I've posted this before, but for the benefit of those who missed it:

I have a 15 gallon keg with brass fittings, including the valve. I did not pickle the fittings. I've used the keg for years, and many dozen batches of beer.
In addition to brewing beer, I am also involved in target pistol shooting.
To save money, I reload my own ammunition, including casting my own bullets from lead. It' mostly scrap wheelweights. I melt the lead once to seperate the wheelweight clips and other crap from the lead. I then melt the lead again to cast the bullets. I handle these lead bullets as reload my ammunition. I do most of my shooting in an indoor range, increasing my potential lead exposure even more.
So I probably handle lead more often than most of the people I know outside of my shooting buddies.
I have my blood tested for lead evey couple years, for obvious reasons.
It's going on 8 years or so, and my lead level is well within the accepted safe limits.
So in my experience, the risk lead problems with brass fittings is estremely low.


Post Mon Nov 15, 2004 10:17 pm

Plumbing brass fittings can have up to 8% lead (without which the brass won't cast properly) this can and does leach into drinking water and presumably wort.
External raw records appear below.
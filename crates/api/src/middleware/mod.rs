//! Request middleware: sessions, authentication extractors, rate limiting.

pub mod auth;
pub mod rate_limit;
pub mod session;

pub use auth::{OptionalAuth, RequireAdmin, RequireAuth};
//! Session middleware configuration.
//!
//! Sets up `PostgreSQL`-backed sessions using tower-sessions.

use sqlx::PgPool;
use tower_sessions::{Expiry, SessionManagerLayer};
use tower_sessions_sqlx_store::PostgresStore;

use crate::config::ApiConfig;

/// Session cookie name.
pub const SESSION_COOKIE_NAME: &str = "gs_session";

/// Session expiry time in seconds (7 days).
const SESSION_EXPIRY_SECONDS: i64 = 7 * 24 * 60 * 60;

/// Create the session layer with `PostgreSQL` store.
///
/// The sessions table must already exist; it is created via migration.
#[must_use]
pub fn create_session_layer(pool: &PgPool, config: &ApiConfig) -> SessionManagerLayer<PostgresStore> {
    let store = PostgresStore::new(pool.clone());

    // Secure cookies only when the app is actually served over HTTPS
    let is_secure = config.base_url.starts_with("https://");

    SessionManagerLayer::new(store)
        .with_name(SESSION_COOKIE_NAME)
        .with_expiry(Expiry::OnInactivity(
            tower_sessions::cookie::time::Duration::seconds(SESSION_EXPIRY_SECONDS),
        ))
        .with_secure(is_secure)
        .with_same_site(tower_sessions::cookie::SameSite::Lax)
        .with_http_only(true)
        .with_path("/")
}
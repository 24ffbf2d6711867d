//! Disease prediction repository.

use sqlx::PgPool;

use grow_smart_core::UserId;

use super::RepositoryError;
use crate::models::{DiseasePrediction, DiseaseReport};

/// Repository for saved disease-detection results.
pub struct PredictionRepository<'a> {
    pool: &'a PgPool,
}

impl<'a> PredictionRepository<'a> {
    /// Create a new prediction repository.
    #[must_use]
    pub const fn new(pool: &'a PgPool) -> Self {
        Self { pool }
    }

    /// Store a detection result for a user.
    ///
    /// # Errors
    ///
    /// Returns `RepositoryError::DataCorruption` if the findings cannot be
    /// serialized, `RepositoryError::Database` if the insert fails.
    pub async fn create(
        &self,
        user_id: UserId,
        report: &DiseaseReport,
    ) -> Result<DiseasePrediction, RepositoryError> {
        let diseases = serde_json::to_value(&report.diseases).map_err(|e| {
            RepositoryError::DataCorruption(format!("failed to serialize findings: {e}"))
        })?;

        let prediction = sqlx::query_as::<_, DiseasePrediction>(
            r"
            INSERT INTO grow.disease_predictions (user_id, plant_name, is_healthy, diseases)
            VALUES ($1, $2, $3, $4)
            RETURNING id, user_id, plant_name, is_healthy, diseases, created_at
            ",
        )
        .bind(user_id)
        .bind(report.plant_name.as_deref())
        .bind(report.is_healthy)
        .bind(diseases)
        .fetch_one(self.pool)
        .await?;

        Ok(prediction)
    }

    /// A user's saved detections, newest first.
    ///
    /// # Errors
    ///
    /// Returns `RepositoryError::Database` if the query fails.
    pub async fn list_for_user(
        &self,
        user_id: UserId,
    ) -> Result<Vec<DiseasePrediction>, RepositoryError> {
        let predictions = sqlx::query_as::<_, DiseasePrediction>(
            r"
            SELECT id, user_id, plant_name, is_healthy, diseases, created_at
            FROM grow.disease_predictions
            WHERE user_id = $1
            ORDER BY created_at DESC
            ",
        )
        .bind(user_id)
        .fetch_all(self.pool)
        .await?;

        Ok(predictions)
    }
}
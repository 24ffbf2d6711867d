//! Grow Smart API - Farmer-facing HTTP backend.
//!
//! This binary serves the JSON API on port 3000.
//!
//! # Architecture
//!
//! - Axum web framework, JSON in and out
//! - `PostgreSQL` for accounts, marketplace, and saved detections
//! - Hosted email provider for OTPs, verification links, order notices
//! - Hosted plant identification API for disease detection
//! - Hosted news aggregation API, proxied with an in-process cache
//!
//! Login is passwordless: the server emails a short-lived code, and a
//! verified code establishes a cookie session.

#![cfg_attr(not(test), forbid(unsafe_code))]

use axum::extract::State;
use axum::http::{HeaderValue, StatusCode, header, Method};
use axum::{Router, routing::get};
use tower_http::cors::CorsLayer;
use tower_http::trace::TraceLayer;

use grow_smart_api::config::ApiConfig;
use grow_smart_api::state::AppState;
use grow_smart_api::{db, middleware, routes};

use sentry::integrations::tracing as sentry_tracing;
use tracing_subscriber::{layer::SubscriberExt, util::SubscriberInitExt};

/// Initialize Sentry error tracking and return guard that must be kept alive.
fn init_sentry(config: &ApiConfig) -> Option<sentry::ClientInitGuard> {
    let dsn = config.sentry_dsn.as_ref()?;

    let guard = sentry::init((
        dsn.as_str(),
        sentry::ClientOptions {
            release: sentry::release_name!(),
            environment: config
                .sentry_environment
                .clone()
                .map(std::borrow::Cow::Owned),
            attach_stacktrace: true,
            ..Default::default()
        },
    ));

    tracing::info!("Sentry initialized");
    Some(guard)
}

/// Filter tracing events to Sentry event types.
fn sentry_event_filter(metadata: &tracing::Metadata<'_>) -> sentry_tracing::EventFilter {
    match *metadata.level() {
        tracing::Level::ERROR | tracing::Level::WARN => sentry_tracing::EventFilter::Event,
        tracing::Level::INFO | tracing::Level::DEBUG => sentry_tracing::EventFilter::Breadcrumb,
        _ => sentry_tracing::EventFilter::Ignore,
    }
}

/// Build the CORS layer from the configured frontend origins.
///
/// Credentials (the session cookie) are allowed, so origins must be listed
/// explicitly; a wildcard would be rejected by browsers anyway.
fn cors_layer(config: &ApiConfig) -> CorsLayer {
    let origins: Vec<HeaderValue> = config
        .cors_origins
        .iter()
        .filter_map(|origin| origin.parse().ok())
        .collect();

    CorsLayer::new()
        .allow_origin(origins)
        .allow_methods([Method::GET, Method::POST, Method::PUT, Method::DELETE])
        .allow_headers([header::CONTENT_TYPE])
        .allow_credentials(true)
}

#[tokio::main]
async fn main() {
    // Load configuration from environment (needed for Sentry init)
    let config = ApiConfig::from_env().expect("Failed to load configuration");

    // Initialize Sentry (must be done before tracing subscriber)
    let _sentry_guard = init_sentry(&config);

    // Initialize tracing with EnvFilter and Sentry integration
    // Defaults to info level for our crate if RUST_LOG is not set
    let env_filter = tracing_subscriber::EnvFilter::try_from_default_env()
        .unwrap_or_else(|_| "grow_smart_api=info,tower_http=debug".into());

    tracing_subscriber::registry()
        .with(env_filter)
        .with(tracing_subscriber::fmt::layer())
        .with(sentry_tracing::layer().event_filter(sentry_event_filter))
        .init();

    // Initialize database connection pool
    let pool = db::create_pool(&config.database_url)
        .await
        .expect("Failed to create database pool");
    tracing::info!("Database pool created");

    // NOTE: Migrations are NOT run automatically on startup.
    // Run them explicitly via: cargo run -p grow-smart-cli -- migrate

    let cors = cors_layer(&config);

    // Build application state (constructs the upstream provider clients)
    let state = AppState::new(config.clone(), pool)
        .expect("Failed to initialize application state");

    // Create session layer
    let session_layer = middleware::session::create_session_layer(state.pool(), state.config());

    // Build router
    let app = Router::new()
        .route("/health", get(health))
        .route("/health/ready", get(readiness))
        .merge(routes::routes())
        .layer(session_layer)
        .layer(cors)
        .layer(TraceLayer::new_for_http())
        .with_state(state)
        // Sentry layers (outermost for full request coverage)
        .layer(sentry_tower::NewSentryLayer::new_from_top())
        .layer(sentry_tower::SentryHttpLayer::new().enable_transaction());

    // Start server
    let addr = config.socket_addr();
    tracing::info!("api listening on {}", addr);

    let listener = tokio::net::TcpListener::bind(addr)
        .await
        .expect("Failed to bind to address");

    axum::serve(listener, app)
        .with_graceful_shutdown(shutdown_signal())
        .await
        .expect("Server error");
}

/// Liveness health check endpoint.
///
/// Returns "ok" if the server is running. Does not check dependencies.
async fn health() -> &'static str {
    "ok"
}

/// Readiness health check endpoint.
///
/// Verifies database connectivity before returning OK.
/// Returns 503 Service Unavailable if the database is not reachable.
async fn readiness(State(state): State<AppState>) -> StatusCode {
    match sqlx::query("SELECT 1").fetch_one(state.pool()).await {
        Ok(_) => StatusCode::OK,
        Err(_) => StatusCode::SERVICE_UNAVAILABLE,
    }
}

/// Wait for shutdown signal (Ctrl+C or SIGTERM).
async fn shutdown_signal() {
    let ctrl_c = async {
        tokio::signal::ctrl_c()
            .await
            .expect("Failed to install Ctrl+C handler");
    };

    #[cfg(unix)]
    let terminate = async {
        tokio::signal::unix::signal(tokio::signal::unix::SignalKind::terminate())
            .expect("Failed to install signal handler")
            .recv()
            .await;
    };

    #[cfg(not(unix))]
    let terminate = std::future::pending::<()>();

    tokio::select! {
        () = ctrl_c => {},
        () = terminate => {},
    }

    tracing::info!("Shutdown signal received, starting graceful shutdown");
}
I have seen studies that indicate pickling makes things worse by removing protective scale and oxides and presenting fresh metal.

It will only be an issue if the wort is left in conact with brass for extended periods of time (i.e. the fittings are used in a fermentor) especially since wort is acidic.

Lead is a cummulative poison so you want to limit your exposure to it - one source is not by itself critical, many are.

My conclusions: avoid using leaded brass fittings in fermentors. Don't pickle brass fittings. If you have them in your sytem don't worry unless the wort/beer is sitting in contact for extended periods.